## Task directions
From the first line through the last, transcribe the listing word for word.

## Provided material

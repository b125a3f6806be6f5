#![forbid(unsafe_code)]

use async_trait::async_trait;
use axum::routing::{get, post};
use axum::Router;
use rust_decimal::Decimal;
use serde_json::Value;
use std::fmt::{Display, Formatter};
use std::sync::Arc;

pub mod config;
mod http;
pub mod reconcile;
pub mod store;

pub const CRATE_NAME: &str = "shipguard-server";

/// Failure classes of the external cart store, independent of which
/// API surface produced them.
#[derive(Debug, Clone, PartialEq, Eq)]
#[non_exhaustive]
pub enum StoreError {
    /// Cart or line item absent upstream.
    NotFound,
    /// Credentials rejected. Operator-actionable, fatal to the request.
    Auth(String),
    /// Any other non-2xx from the store.
    Upstream {
        status: Option<u16>,
        message: String,
    },
    /// Network-level failure before a response arrived.
    Transport(String),
}

impl Display for StoreError {
    fn fmt(&self, f: &mut Formatter<'_>) -> std::fmt::Result {
        match self {
            Self::NotFound => f.write_str("not found upstream"),
            Self::Auth(msg) => write!(f, "upstream rejected credentials: {msg}"),
            Self::Upstream { status, message } => match status {
                Some(code) => write!(f, "upstream error status={code}: {message}"),
                None => write!(f, "upstream error: {message}"),
            },
            Self::Transport(msg) => write!(f, "transport failure: {msg}"),
        }
    }
}

impl std::error::Error for StoreError {}

/// The external cart store, abstracted over the storefront and admin
/// API surfaces. The store offers no multi-item transaction; callers
/// sequence removes and adds themselves.
#[async_trait]
pub trait CartStoreBackend: Send + Sync + 'static {
    fn backend_tag(&self) -> &'static str;

    /// Returns the raw cart payload in whichever schema shape the
    /// surface produces; callers normalize it.
    async fn fetch_cart(&self, cart_id: &str) -> Result<Value, StoreError>;

    /// Adds a line item, optionally overriding its unit price. Some
    /// surfaces reject the override and require the admin path.
    async fn add_line_item(
        &self,
        cart_id: &str,
        product_id: i64,
        quantity: u32,
        unit_price: Option<Decimal>,
    ) -> Result<Value, StoreError>;

    /// Removes a line item. Removing an already-absent item is not a
    /// hard failure for callers.
    async fn remove_line_item(&self, cart_id: &str, item_id: &str) -> Result<(), StoreError>;
}

#[derive(Clone)]
pub struct AppState {
    pub reconciler: Arc<reconcile::Reconciler>,
}

impl AppState {
    #[must_use]
    pub fn new(reconciler: Arc<reconcile::Reconciler>) -> Self {
        Self { reconciler }
    }
}

pub fn build_router(state: AppState) -> Router {
    Router::new()
        .route("/healthz", get(http::handlers::healthz_handler))
        .route("/v1/insurance", post(http::handlers::set_insurance_handler))
        .route(
            "/v1/insurance/recalculate",
            post(http::handlers::recalculate_handler),
        )
        .route(
            "/v1/insurance/preview",
            get(http::handlers::preview_handler),
        )
        .route("/v1/carts/:cart_id", get(http::handlers::cart_snapshot_handler))
        .with_state(state)
}

pub use config::{ServiceConfig, StoreConfig, StoreMode};
pub use reconcile::{ReconcileAction, ReconcileError, ReconcileOutcome, Reconciler};
pub use store::admin::AdminBackend;
pub use store::fake::FakeCartStore;
pub use store::hybrid::HybridBackend;
pub use store::storefront::StorefrontBackend;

## Answer space
repository b125a3f6806be6f5
#![forbid(unsafe_code)]

use async_trait::async_trait;
use axum::routing::{get, post};
use axum::Router;
use rust_decimal::Decimal;
use serde_json::Value;
use std::fmt::{Display, Formatter};
use std::sync::Arc;

pub mod config;
mod http;
pub mod reconcile;
pub mod store;

pub const CRATE_NAME: &str = "shipguard-server";

/// Failure classes of the external cart store, independent of which
/// API surface produced them.
#[derive(Debug, Clone, PartialEq, Eq)]
#[non_exhaustive]
pub enum StoreError {
    /// Cart or line item absent upstream.
    NotFound,
    /// Credentials rejected. Operator-actionable, fatal to the request.
    Auth(String),
    /// Any other non-2xx from the store.
    Upstream {
        status: Option<u16>,
        message: String,
    },
    /// Network-level failure before a response arrived.
    Transport(String),
}

impl Display for StoreError {
    fn fmt(&self, f: &mut Formatter<'_>) -> std::fmt::Result {
        match self {
            Self::NotFound => f.write_str("not found upstream"),
            Self::Auth(msg) => write!(f, "upstream rejected credentials: {msg}"),
            Self::Upstream { status, message } => match status {
                Some(code) => write!(f, "upstream error status={code}: {message}"),
                None => write!(f, "upstream error: {message}"),
            },
            Self::Transport(msg) => write!(f, "transport failure: {msg}"),
        }
    }
}

impl std::error::Error for StoreError {}

/// The external cart store, abstracted over the storefront and admin
/// API surfaces. The store offers no multi-item transaction; callers
/// sequence removes and adds themselves.
#[async_trait]
pub trait CartStoreBackend: Send + Sync + 'static {
    fn backend_tag(&self) -> &'static str;

    /// Returns the raw cart payload in whichever schema shape the
    /// surface produces; callers normalize it.
    async fn fetch_cart(&self, cart_id: &str) -> Result<Value, StoreError>;

    /// Adds a line item, optionally overriding its unit price. Some
    /// surfaces reject the override and require the admin path.
    async fn add_line_item(
        &self,
        cart_id: &str,
        product_id: i64,
        quantity: u32,
        unit_price: Option<Decimal>,
    ) -> Result<Value, StoreError>;

    /// Removes a line item. Removing an already-absent item is not a
    /// hard failure for callers.
    async fn remove_line_item(&self, cart_id: &str, item_id: &str) -> Result<(), StoreError>;
}

#[derive(Clone)]
pub struct AppState {
    pub reconciler: Arc<reconcile::Reconciler>,
}

impl AppState {
    #[must_use]
    pub fn new(reconciler: Arc<reconcile::Reconciler>) -> Self {
        Self { reconciler }
    }
}

pub fn build_router(state: AppState) -> Router {
    Router::new()
        .route("/healthz", get(http::handlers::healthz_handler))
        .route("/v1/insurance", post(http::handlers::set_insurance_handler))
        .route(
            "/v1/insurance/recalculate",
            post(http::handlers::recalculate_handler),
        )
        .route(
            "/v1/insurance/preview",
            get(http::handlers::preview_handler),
        )
        .route("/v1/carts/:cart_id", get(http::handlers::cart_snapshot_handler))
        .with_state(state)
}

pub use config::{ServiceConfig, StoreConfig, StoreMode};
pub use reconcile::{ReconcileAction, ReconcileError, ReconcileOutcome, Reconciler};
pub use store::admin::AdminBackend;
pub use store::fake::FakeCartStore;
pub use store::hybrid::HybridBackend;
pub use store::storefront::StorefrontBackend;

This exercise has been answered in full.